These are abnormal times, as at least some way re-emphasised by the fact the most momentous event in the football calendar this week is not a Uefa fixture, but a Uefa meeting.
It won't just decide one result, but many results, and potentially the game itself.
Anyone still invested in the fate of their club's season should be attuned to this, even as it goes without saying that it pales next to the real-world consequences of Covid-19.
That's what today's meeting in Nyon - between all 55 national member associations, the boards of the European Club Association, European Leagues and a representative of FIFPro, the players' union - will hope to help resolve.
Uefa may well have to cancel the season, but part of the challenge is to save the game - or at least prevent it from fracturing. That is what rumbles under much of this, too, as many clubs face genuine threats to their existence and other interests look to use the situation to secure their own ends.
One other outcome of this crisis has been that it has exposed how stretched the football calendar already was.
There had been a growing feeling that some kind of "reckoning" was coming, especially as Fifa looked to crowbar in a highly controversial new Club World Cup, but coronavirus has made all that even starker.
It is already set to cause the postponement of Euro 2020, the first necessary step. That only buys time for this problem, however. It doesn't offer solutions to it.
This is what this meeting will attempt, although sources maintain Uefa are "reeling" and have no real plans.
The priority has been to finish the season, but others inside and outside football maintain that is close to preposterous.
It is this which offers the biggest headaches, as it potentially means campaigns have to be settled off the pitch.
It is also why the key is what happens to the 2019-20 Champions League, and pretty much what everyone is waiting on.
If Uefa decide to just postpone the season - and effectively cut into 2020-21 or maybe erode it altogether - it will give all domestic competitions the space to wait, and look to come back to their own current competitions when they can. It will mean there is much less pressure, say, on settling issues like Liverpool's Premier League title and who gets relegated.
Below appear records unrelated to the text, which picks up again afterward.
//! Allocate a grid of sequence shapes under every combination of register configuration,
//! strategy and splintering, checking each result by simulation.

mod common;

use common::{allocate, two_regs, STRATEGIES};
use ykregalloc::{
    sequence::{
        Constant, Instruction, InstructionOperand, InstructionSequence, RegisterKind,
        Representation, SequenceBuilder, UnallocatedOperand,
    },
    Counter, Log, RegisterConfiguration,
};

const REPS: [Representation; 3] = [
    Representation::Word64,
    Representation::Tagged,
    Representation::Float64,
];

fn configs() -> [RegisterConfiguration; 2] {
    [two_regs(), RegisterConfiguration::x64()]
}

/// Four values and a constant, live across a safepointing call and then used in pairs.
fn straight_line(rep: Representation) -> InstructionSequence {
    let mut b = SequenceBuilder::new("straight_line");
    let vs = (0..4).map(|_| b.vreg(rep)).collect::<Vec<_>>();
    let c = b.constant(Representation::Word64, Constant::Int64(7));
    b.block();
    b.push(Instruction::new("const").output(InstructionOperand::Constant(c)));
    for v in &vs {
        b.push(Instruction::new("def").output(UnallocatedOperand::register(*v)));
    }
    b.push(
        Instruction::new("call")
            .input(UnallocatedOperand::any(vs[0]))
            .input(UnallocatedOperand::any(c))
            .call()
            .safepoint(),
    );
    b.push(
        Instruction::new("use")
            .input(UnallocatedOperand::register(vs[0]))
            .input(UnallocatedOperand::register(vs[1])),
    );
    b.push(
        Instruction::new("use")
            .input(UnallocatedOperand::register(vs[2]))
            .input(UnallocatedOperand::any(vs[3])),
    );
    b.push(Instruction::new("ret").input(UnallocatedOperand::any(vs[3])));
    b.build().unwrap()
}

/// Two arms, one of which calls, merged by a phi.
fn diamond_phi(rep: Representation) -> InstructionSequence {
    let mut b = SequenceBuilder::new("diamond_phi");
    let v0 = b.vreg(rep);
    let v1 = b.vreg(rep);
    let v2 = b.vreg(rep);
    let v3 = b.vreg(rep);
    let v4 = b.vreg(rep);
    let b0 = b.block();
    b.push(Instruction::new("def").output(UnallocatedOperand::register(v0)));
    b.push(Instruction::new("def").output(UnallocatedOperand::register(v1)));
    b.push(Instruction::new("branch").input(UnallocatedOperand::register(v0)));
    let b1 = b.block();
    b.push(
        Instruction::new("add")
            .output(UnallocatedOperand::same_as_first_input(v2))
            .input(UnallocatedOperand::register(v0))
            .input(UnallocatedOperand::any(v1)),
    );
    b.push(Instruction::new("jmp"));
    let b2 = b.block();
    b.push(Instruction::new("def").output(UnallocatedOperand::register(v3)));
    b.push(
        Instruction::new("call")
            .input(UnallocatedOperand::any(v1))
            .call()
            .safepoint(),
    );
    b.push(Instruction::new("jmp"));
    let b3 = b.block();
    b.phi(v4, &[v2, v3]);
    b.push(
        Instruction::new("use")
            .input(UnallocatedOperand::register(v4))
            .input(UnallocatedOperand::register(v1)),
    );
    b.push(Instruction::new("ret"));
    b.edge(b0, b1);
    b.edge(b0, b2);
    b.edge(b1, b3);
    b.edge(b2, b3);
    b.build().unwrap()
}

/// A loop whose induction variable is a phi, with a loop invariant value and a call in the body.
fn loop_phi(rep: Representation) -> InstructionSequence {
    let mut b = SequenceBuilder::new("loop_phi");
    let v0 = b.vreg(rep);
    let v1 = b.vreg(rep);
    let v2 = b.vreg(rep);
    let v3 = b.vreg(rep);
    let b0 = b.block();
    b.push(Instruction::new("def").output(UnallocatedOperand::register(v0)));
    b.push(Instruction::new("def").output(UnallocatedOperand::register(v1)));
    b.push(Instruction::new("jmp"));
    let b1 = b.block();
    b.phi(v2, &[v0, v3]);
    b.push(Instruction::new("branch").input(UnallocatedOperand::register(v2)));
    let b2 = b.block();
    b.push(
        Instruction::new("add")
            .output(UnallocatedOperand::same_as_first_input(v3))
            .input(UnallocatedOperand::register(v2))
            .input(UnallocatedOperand::register(v1)),
    );
    b.push(
        Instruction::new("call")
            .input(UnallocatedOperand::any(v1))
            .call()
            .safepoint(),
    );
    b.push(Instruction::new("jmp"));
    let b3 = b.block();
    b.push(
        Instruction::new("use")
            .input(UnallocatedOperand::register(v2))
            .input(UnallocatedOperand::any(v1)),
    );
    b.push(Instruction::new("ret"));
    b.edge(b0, b1);
    b.edge(b1, b2);
    b.edge(b2, b1);
    b.edge(b1, b3);
    b.mark_loop(b1, b3);
    b.build().unwrap()
}

/// Values live across a deferred arm that calls and a hot arm that doesn't.
fn deferred_arm(rep: Representation) -> InstructionSequence {
    let mut b = SequenceBuilder::new("deferred_arm");
    let v0 = b.vreg(rep);
    let v1 = b.vreg(rep);
    let b0 = b.block();
    b.push(Instruction::new("def").output(UnallocatedOperand::register(v0)));
    b.push(Instruction::new("def").output(UnallocatedOperand::register(v1)));
    b.push(Instruction::new("branch").input(UnallocatedOperand::register(v0)));
    let b1 = b.deferred_block();
    b.push(
        Instruction::new("call")
            .input(UnallocatedOperand::any(v1))
            .call()
            .safepoint(),
    );
    b.push(Instruction::new("jmp"));
    let b2 = b.block();
    b.push(Instruction::new("nop"));
    b.push(Instruction::new("jmp"));
    let b3 = b.block();
    b.push(
        Instruction::new("use")
            .input(UnallocatedOperand::register(v0))
            .input(UnallocatedOperand::register(v1)),
    );
    b.push(Instruction::new("ret"));
    b.edge(b0, b1);
    b.edge(b0, b2);
    b.edge(b1, b3);
    b.edge(b2, b3);
    b.build().unwrap()
}

/// General and double values interleaved, with fixed registers and temps.
fn mixed() -> InstructionSequence {
    let mut b = SequenceBuilder::new("mixed");
    let w0 = b.vreg(Representation::Word64);
    let w1 = b.vreg(Representation::Tagged);
    let f0 = b.vreg(Representation::Float64);
    let f1 = b.vreg(Representation::Float64);
    let t = b.vreg(Representation::Word64);
    b.block();
    b.push(Instruction::new("def").output(UnallocatedOperand::fixed_register(w0, 0)));
    b.push(Instruction::new("fdef").output(UnallocatedOperand::register(f0)));
    b.push(Instruction::new("def").output(UnallocatedOperand::register(w1)));
    b.push(
        Instruction::new("cvt")
            .output(UnallocatedOperand::register(f1))
            .input(UnallocatedOperand::register(w0))
            .temp(UnallocatedOperand::register(t)),
    );
    b.push(Instruction::new("gc").call().safepoint());
    b.push(
        Instruction::new("fuse")
            .input(UnallocatedOperand::fixed_double_register(f0, 1))
            .input(UnallocatedOperand::register(f1))
            .input(UnallocatedOperand::register(w1)),
    );
    b.build().unwrap()
}

fn check_all<F>(build: F)
where
    F: Fn() -> InstructionSequence + Copy,
{
    for cfg in configs() {
        for s in STRATEGIES {
            for splinter in [false, true] {
                // The allocator's own verification, which `allocate` turns on, also checks that no
                // fixed range was split, spilled or moved.
                let a = allocate(build, &cfg, s, splinter, &Log::disabled()).unwrap();
                if !splinter {
                    assert_eq!(a.stats.get(Counter::Splinters), 0);
                }
                // Every slot the frame has was handed out to some spill range.
                assert_eq!(
                    u64::try_from(a.frame.spill_slot_count()).unwrap(),
                    a.stats.get(Counter::SpillSlots),
                    "{s} {}",
                    a.seq.display(&cfg)
                );
                for kind in [RegisterKind::General, RegisterKind::Double] {
                    for code in a.frame.allocated_registers(kind) {
                        assert!(usize::from(code) < cfg.num_registers(kind));
                    }
                }
            }
        }
    }
}

#[test]
fn straight_line_grid() {
    for rep in REPS {
        check_all(move || straight_line(rep));
    }
}

#[test]
fn diamond_grid() {
    for rep in REPS {
        check_all(move || diamond_phi(rep));
    }
}

#[test]
fn loop_grid() {
    for rep in REPS {
        check_all(move || loop_phi(rep));
    }
}

#[test]
fn deferred_grid() {
    for rep in REPS {
        check_all(move || deferred_arm(rep));
    }
}

#[test]
fn mixed_grid() {
    check_all(mixed);
}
This is because everything in European football - and especially those top qualifying positions - must be anchored to the next Champions League season, and why it may pose a problem if Uefa decide they are going to end 2019-20 on a specific date, to start 2020-21.
That is what will create pressure. That is what could make Thursday's subsequent Premier League meeting all the more pressurised and stressful.
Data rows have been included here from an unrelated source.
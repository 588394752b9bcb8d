//! The state shared by every phase of one register allocation run.

use super::{
    live_range::{
        LiveRangeIdx, LiveRanges, PhiIdx, SpillLocation, SpillRangeIdx, TopLevelIdx,
    },
    position::LifetimePosition,
    spill_range::SpillRange,
};
use crate::{
    config::RegisterConfiguration,
    log::Log,
    sequence::{
        Frame, InstrIdx, InstructionBlock, InstructionOperand, InstructionSequence, OperandSlot,
        RegCode, RegisterKind, Representation, ReferenceMapIdx, RpoNumber, VReg,
    },
    stats::{Counter, RegAllocStats},
};
use index_vec::IndexVec;
use std::collections::HashMap;
use vob::Vob;

/// What the allocator needs to know about a phi once its inputs have become gap moves.
#[derive(Debug)]
pub(crate) struct PhiMapValue {
    pub(crate) vreg: VReg,
    pub(crate) block: RpoNumber,
    /// The phi's index within its block's phis.
    pub(crate) index: usize,
    /// The destinations of the moves into the phi at the end of each predecessor. Once the phi
    /// has a location, these are rewritten to it.
    pub(crate) incoming_operands: Vec<OperandSlot>,
    pub(crate) assigned_register: Option<RegCode>,
}

/// A reference map entry that can only be filled in once allocation has finished: the location
/// of the operand at `slot` at the safepoint `map`.
#[derive(Debug)]
pub(crate) struct DelayedReference {
    pub(crate) map: ReferenceMapIdx,
    pub(crate) slot: OperandSlot,
}

pub(crate) struct RegisterAllocationData<'a> {
    pub(crate) seq: &'a mut InstructionSequence,
    pub(crate) frame: &'a mut Frame,
    pub(crate) config: &'a RegisterConfiguration,
    pub(crate) log: &'a Log,
    pub(crate) stats: RegAllocStats,
    pub(crate) lrs: LiveRanges,
    /// The top-level range of each virtual register, indexed by virtual register. Splinters are
    /// given virtual registers beyond those of the sequence.
    pub(crate) live_ranges: Vec<Option<TopLevelIdx>>,
    fixed_live_ranges: Vec<Option<TopLevelIdx>>,
    fixed_double_live_ranges: Vec<Option<TopLevelIdx>>,
    pub(crate) spill_ranges: IndexVec<SpillRangeIdx, SpillRange>,
    /// The spill range in use by each virtual register, indexed by virtual register. Splinters
    /// share their parent's entry.
    pub(crate) spill_range_for_vreg: Vec<Option<SpillRangeIdx>>,
    pub(crate) live_in_sets: IndexVec<RpoNumber, Vob>,
    pub(crate) phis: IndexVec<PhiIdx, PhiMapValue>,
    phi_map: HashMap<VReg, PhiIdx>,
    pub(crate) delayed_references: Vec<DelayedReference>,
}

impl<'a> RegisterAllocationData<'a> {
    pub(crate) fn new(
        seq: &'a mut InstructionSequence,
        frame: &'a mut Frame,
        config: &'a RegisterConfiguration,
        log: &'a Log,
    ) -> Self {
        let nvregs = seq.virtual_register_count();
        let nblocks = seq.blocks().len();
        Self {
            seq,
            frame,
            config,
            log,
            stats: RegAllocStats::default(),
            lrs: LiveRanges::new(),
            live_ranges: vec![None; nvregs],
            fixed_live_ranges: vec![None; config.num_registers(RegisterKind::General)],
            fixed_double_live_ranges: vec![None; config.num_registers(RegisterKind::Double)],
            spill_ranges: IndexVec::new(),
            spill_range_for_vreg: vec![None; nvregs],
            live_in_sets: (0..nblocks).map(|_| Vob::from_elem(false, nvregs)).collect(),
            phis: IndexVec::new(),
            phi_map: HashMap::new(),
            delayed_references: Vec::new(),
        }
    }

    /// The top-level range for the virtual register `vreg`, creating it if necessary.
    pub(crate) fn live_range_for(&mut self, vreg: VReg) -> TopLevelIdx {
        if let Some(x) = self.live_ranges[vreg.index()] {
            return x;
        }
        let rep = self.seq.representation(vreg);
        let top = self.lrs.new_top_level(vreg_to_i32(vreg.index()), rep);
        self.live_ranges[vreg.index()] = Some(top);
        top
    }

    /// The range of the physical register `code`, creating it if necessary. Fixed ranges have
    /// negative virtual registers: `-code - 1` for general registers, with double registers
    /// following on after all the general registers.
    pub(crate) fn fixed_live_range_for(&mut self, kind: RegisterKind, code: RegCode) -> TopLevelIdx {
        let (ranges, vreg, rep) = match kind {
            RegisterKind::General => (
                &mut self.fixed_live_ranges,
                -i32::from(code) - 1,
                Representation::Word64,
            ),
            RegisterKind::Double => (
                &mut self.fixed_double_live_ranges,
                -i32::from(code) - 1 - vreg_to_i32(self.config.num_registers(RegisterKind::General)),
                Representation::Float64,
            ),
        };
        if let Some(x) = ranges[usize::from(code)] {
            return x;
        }
        let top = self.lrs.new_top_level(vreg, rep);
        ranges[usize::from(code)] = Some(top);
        let head = self.lrs.head(top);
        self.lrs.set_assigned_register(head, code);
        self.frame.mark_allocated(kind, code);
        top
    }

    /// The range of the physical register `code`, if any instruction fixed or clobbered it.
    pub(crate) fn fixed_live_range(&self, kind: RegisterKind, code: RegCode) -> Option<TopLevelIdx> {
        match kind {
            RegisterKind::General => self.fixed_live_ranges.get(usize::from(code)),
            RegisterKind::Double => self.fixed_double_live_ranges.get(usize::from(code)),
        }
        .copied()
        .flatten()
    }

    /// The fixed ranges of `kind` that exist.
    pub(crate) fn fixed_live_ranges(&self, kind: RegisterKind) -> impl Iterator<Item = TopLevelIdx> + '_ {
        match kind {
            RegisterKind::General => self.fixed_live_ranges.iter(),
            RegisterKind::Double => self.fixed_double_live_ranges.iter(),
        }
        .flatten()
        .copied()
    }

    /// Iterate over every (non-fixed) top-level range, including splinters that have not been
    /// merged back yet.
    pub(crate) fn top_level_ranges(&self) -> impl Iterator<Item = TopLevelIdx> + '_ {
        self.live_ranges.iter().flatten().copied()
    }

    /// Create a new top-level range with a fresh virtual register: used for splinters.
    pub(crate) fn next_live_range(&mut self, rep: Representation) -> TopLevelIdx {
        let vreg = self.live_ranges.len();
        let top = self.lrs.new_top_level(vreg_to_i32(vreg), rep);
        self.live_ranges.push(Some(top));
        top
    }

    /// Create a spill range for `top` without committing `top` to it.
    pub(crate) fn create_spill_range(&mut self, top: TopLevelIdx) -> SpillRangeIdx {
        debug_assert!(!self.lrs.tops[top].has_spill_operand());
        let sr = self.spill_ranges.push(SpillRange::new(&self.lrs, top));
        self.lrs.tops[top].pending_spill_range = Some(sr);
        sr
    }

    /// Commit `top` to being spilled to a spill range, creating one if necessary.
    pub(crate) fn assign_spill_range(&mut self, top: TopLevelIdx) -> SpillRangeIdx {
        debug_assert!(!self.lrs.tops[top].has_spill_operand());
        let (owner, pending) = {
            let t = &self.lrs.tops[top];
            (t.splintered_from.unwrap_or(top), t.pending_spill_range)
        };
        let owner_pending = self.lrs.tops[owner].pending_spill_range;
        let sr = match pending {
            Some(x) => x,
            None => match owner_pending {
                Some(x) => x,
                None => self.create_spill_range(owner),
            },
        };
        self.lrs.tops[top].spill = SpillLocation::Range(sr);
        self.lrs.tops[top].pending_spill_range = Some(sr);
        let vreg = usize::try_from(self.lrs.tops[owner].vreg).unwrap();
        self.spill_range_for_vreg[vreg] = Some(sr);
        sr
    }

    /// The spill location of `top` as an operand, if it has one yet: either its spill operand or
    /// the slot of its spill range.
    pub(crate) fn spill_operand(&self, top: TopLevelIdx) -> Option<InstructionOperand> {
        let t = &self.lrs.tops[top];
        match t.spill {
            SpillLocation::None => None,
            SpillLocation::Operand(op) => Some(op),
            SpillLocation::Range(sr) => self.spill_ranges[sr]
                .assigned_slot()
                .map(|slot| InstructionOperand::stack_slot(t.kind(), slot)),
        }
    }

    /// The location `r` ended up in.
    pub(crate) fn assigned_operand(&self, r: LiveRangeIdx) -> InstructionOperand {
        let lr = &self.lrs.ranges[r];
        if let Some(reg) = lr.assigned_register {
            return InstructionOperand::register(lr.kind, reg);
        }
        debug_assert!(lr.spilled, "{} has no location", self.lrs.name(r));
        match self.spill_operand(lr.top) {
            Some(op) => op,
            None => panic!("Spilled range {} has no spill slot", self.lrs.name(r)),
        }
    }

    pub(crate) fn initialize_phi_map(&mut self, vreg: VReg, block: RpoNumber, index: usize) -> PhiIdx {
        let idx = self.phis.push(PhiMapValue {
            vreg,
            block,
            index,
            incoming_operands: Vec::new(),
            assigned_register: None,
        });
        self.phi_map.insert(vreg, idx);
        idx
    }

    /// The phi defining the top-level range `top`.
    pub(crate) fn phi_for(&self, top: TopLevelIdx) -> Option<PhiIdx> {
        let vreg = usize::try_from(self.lrs.tops[top].vreg).ok()?;
        if vreg >= self.seq.virtual_register_count() {
            return None;
        }
        self.phi_map.get(&VReg::new(vreg)).copied()
    }

    /// The block containing position `pos`.
    pub(crate) fn block_at(&self, pos: LifetimePosition) -> &InstructionBlock {
        let idx = pos.to_instruction_index();
        // Ranges may end just beyond the last instruction.
        let idx = InstrIdx::new(idx.index().min(self.seq.instruction_count() - 1));
        self.seq.instruction_block(idx)
    }

    /// Is `pos` the very first position of a block?
    pub(crate) fn is_block_boundary(&self, pos: LifetimePosition) -> bool {
        if !pos.is_full_start() {
            return false;
        }
        let idx = pos.to_instruction_index();
        idx.index() < self.seq.instruction_count()
            && self.seq.instruction_block(idx).code_start() == idx
    }

    /// The innermost loop header containing `block`, not counting `block` itself.
    pub(crate) fn containing_loop(&self, block: &InstructionBlock) -> Option<&InstructionBlock> {
        block.loop_header().map(|h| self.seq.block(h))
    }

    /// The index of the last instruction of the loop headed by `header`.
    pub(crate) fn last_loop_instruction_index(&self, header: &InstructionBlock) -> InstrIdx {
        match header.loop_end() {
            Some(end) => self
                .seq
                .block(RpoNumber::new(end.index() - 1))
                .last_instruction_index(),
            None => panic!("B{} is not a loop header", header.rpo_number().index()),
        }
    }

    /// Note that `code` of `kind` has been used.
    pub(crate) fn mark_allocated(&mut self, kind: RegisterKind, code: RegCode) {
        self.frame.mark_allocated(kind, code);
    }

    pub(crate) fn add_gap_move(
        &mut self,
        i: InstrIdx,
        pos: crate::sequence::GapPosition,
        from: InstructionOperand,
        to: InstructionOperand,
    ) -> usize {
        self.stats.incr(Counter::GapMoves);
        self.seq.add_gap_move(i, pos, from, to)
    }
}

fn vreg_to_i32(x: usize) -> i32 {
    // The number of virtual registers is bounded by the size of the sequence.
    i32::try_from(x).unwrap()
}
On the other side, however, there are all manner of pressures - from contracts to clubs needing to budget - that mean setting a date for a new 2020-21 season is almost essential.
Uefa are mindful of issues like this, too, and the danger of domestic competitions effectively going their own way. The Premier League has already mooted an alternative of its own, by discussing finishing the season between July and September.
This would create even more complications if Uefa had decided their season ends in July. And this problem is all the more pronounced, in real terms, because the virus is at different stages in different countries.
Uefa need everyone in step, not least to preserve the very structure of the game.
To do that, though, they need to show decisive leadership.
The importance of that is all the greater given the potential for splits that go much further back than Covid-19.
This is where bigger problems for the game could arise.
Football again may be insignificant in the grand scheme of things, but it can quickly serve to make people realise the severity of the issue.
Consider this part. For the past few years, the game has been engaged in an escalating debate about how there is too much football. Now it's been brought to a halt, with no indication of when it can continue.
There could well end up the simplest but starkest of historical markers of this, and how relatively smooth modern life and sport has been.
In the entire 65-year history of the European Cup and Champions League, there has always been a champion. It is now possible that 2020 goes blank. A great line broken.
Uefa's preference is still to prevent this. There are pie-in-the-sky ideas like the remaining teams playing one-leg knockouts in one country, like Turkey, where the final is supposed to take place. It would be a TV spectacular.
And yet if that happens, is it just potential leverage for a future super league?
These are all long-term concerns for the moment that feel largely irrelevant but this is also what Uefa are mindful of.
It is just one other reason why so much rests on today's meeting.
It is the biggest and most meaningful fixture for some time.